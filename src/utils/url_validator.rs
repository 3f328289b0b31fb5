//! Validation of target URLs and caller-supplied aliases.
//!
//! URLs are checked but never rewritten: the string that passes validation is
//! the exact string that is stored and later redirected to.

use crate::domain::error::ShortenError;
use regex::Regex;
use std::sync::LazyLock;
use url::Url;

/// Longest custom alias accepted.
pub const MAX_ALIAS_LENGTH: usize = 64;

/// Aliases that would shadow service routes.
pub const RESERVED_ALIASES: &[&str] = &["api", "health", "stats"];

static ALIAS_REGEX: LazyLock<Regex> =
    LazyLock::new(|| Regex::new(r"^[A-Za-z0-9_-]+$").expect("alias pattern is valid"));

/// Checks that `raw` is an absolute `http`/`https` URL with a non-empty host.
///
/// # Errors
///
/// Returns [`ShortenError::InvalidUrl`] for unparseable input, any other
/// scheme, or a missing host.
///
/// # Examples
///
/// ```ignore
/// assert!(validate_url("https://example.com/path?q=1").is_ok());
/// assert!(validate_url("ftp://example.com").is_err());
/// assert!(validate_url("example.com").is_err());
/// ```
pub fn validate_url(raw: &str) -> Result<(), ShortenError> {
    let parsed = Url::parse(raw).map_err(|_| ShortenError::InvalidUrl)?;

    if !matches!(parsed.scheme(), "http" | "https") {
        return Err(ShortenError::InvalidUrl);
    }

    match parsed.host_str() {
        Some(host) if !host.is_empty() => Ok(()),
        _ => Err(ShortenError::InvalidUrl),
    }
}

/// Validates a caller-supplied alias.
///
/// # Rules
///
/// - Non-empty, at most [`MAX_ALIAS_LENGTH`] characters
/// - ASCII letters, digits, `-` and `_` only
/// - Not one of [`RESERVED_ALIASES`] (case-insensitive)
///
/// # Errors
///
/// Returns [`ShortenError::InvalidAlias`] naming the violated rule.
pub fn validate_alias(alias: &str) -> Result<(), ShortenError> {
    if alias.is_empty() {
        return Err(ShortenError::InvalidAlias("alias must not be empty".to_string()));
    }

    if alias.len() > MAX_ALIAS_LENGTH {
        return Err(ShortenError::InvalidAlias(format!(
            "alias must be at most {MAX_ALIAS_LENGTH} characters"
        )));
    }

    if !ALIAS_REGEX.is_match(alias) {
        return Err(ShortenError::InvalidAlias(
            "use ASCII letters, digits, '-' and '_' only".to_string(),
        ));
    }

    if RESERVED_ALIASES
        .iter()
        .any(|reserved| reserved.eq_ignore_ascii_case(alias))
    {
        return Err(ShortenError::InvalidAlias(format!(
            "'{alias}' is reserved"
        )));
    }

    Ok(())
}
☆ ☆ ☆ ☆ ☆ ☆ ☆
Set down the records above once more, exactly as given.

filename src/utils/url_validator.rs
repository 3f328289b0b31fb5
//! Validation of target URLs and caller-supplied aliases.
//!
//! URLs are checked but never rewritten: the string that passes validation is
//! the exact string that is stored and later redirected to.

use crate::domain::error::ShortenError;
use regex::Regex;
use std::sync::LazyLock;
use url::Url;

/// Longest custom alias accepted.
pub const MAX_ALIAS_LENGTH: usize = 64;

/// Aliases that would shadow service routes.
pub const RESERVED_ALIASES: &[&str] = &["api", "health", "stats"];

static ALIAS_REGEX: LazyLock<Regex> =
    LazyLock::new(|| Regex::new(r"^[A-Za-z0-9_-]+$").expect("alias pattern is valid"));

/// Checks that `raw` is an absolute `http`/`https` URL with a non-empty host.
///
/// # Errors
///
/// Returns [`ShortenError::InvalidUrl`] for unparseable input, any other
/// scheme, or a missing host.
///
/// # Examples
///
/// ```ignore
/// assert!(validate_url("https://example.com/path?q=1").is_ok());
/// assert!(validate_url("ftp://example.com").is_err());
/// assert!(validate_url("example.com").is_err());
/// ```
pub fn validate_url(raw: &str) -> Result<(), ShortenError> {
    let parsed = Url::parse(raw).map_err(|_| ShortenError::InvalidUrl)?;

    if !matches!(parsed.scheme(), "http" | "https") {
        return Err(ShortenError::InvalidUrl);
    }

    match parsed.host_str() {
        Some(host) if !host.is_empty() => Ok(()),
        _ => Err(ShortenError::InvalidUrl),
    }
}

/// Validates a caller-supplied alias.
///
/// # Rules
///
/// - Non-empty, at most [`MAX_ALIAS_LENGTH`] characters
/// - ASCII letters, digits, `-` and `_` only
/// - Not one of [`RESERVED_ALIASES`] (case-insensitive)
///
/// # Errors
///
/// Returns [`ShortenError::InvalidAlias`] naming the violated rule.
pub fn validate_alias(alias: &str) -> Result<(), ShortenError> {
    if alias.is_empty() {
        return Err(ShortenError::InvalidAlias("alias must not be empty".to_string()));
    }

    if alias.len() > MAX_ALIAS_LENGTH {
        return Err(ShortenError::InvalidAlias(format!(
            "alias must be at most {MAX_ALIAS_LENGTH} characters"
        )));
    }

    if !ALIAS_REGEX.is_match(alias) {
        return Err(ShortenError::InvalidAlias(
            "use ASCII letters, digits, '-' and '_' only".to_string(),
        ));
    }

    if RESERVED_ALIASES
        .iter()
        .any(|reserved| reserved.eq_ignore_ascii_case(alias))
    {
        return Err(ShortenError::InvalidAlias(format!(
            "'{alias}' is reserved"
        )));
    }

    Ok(())
}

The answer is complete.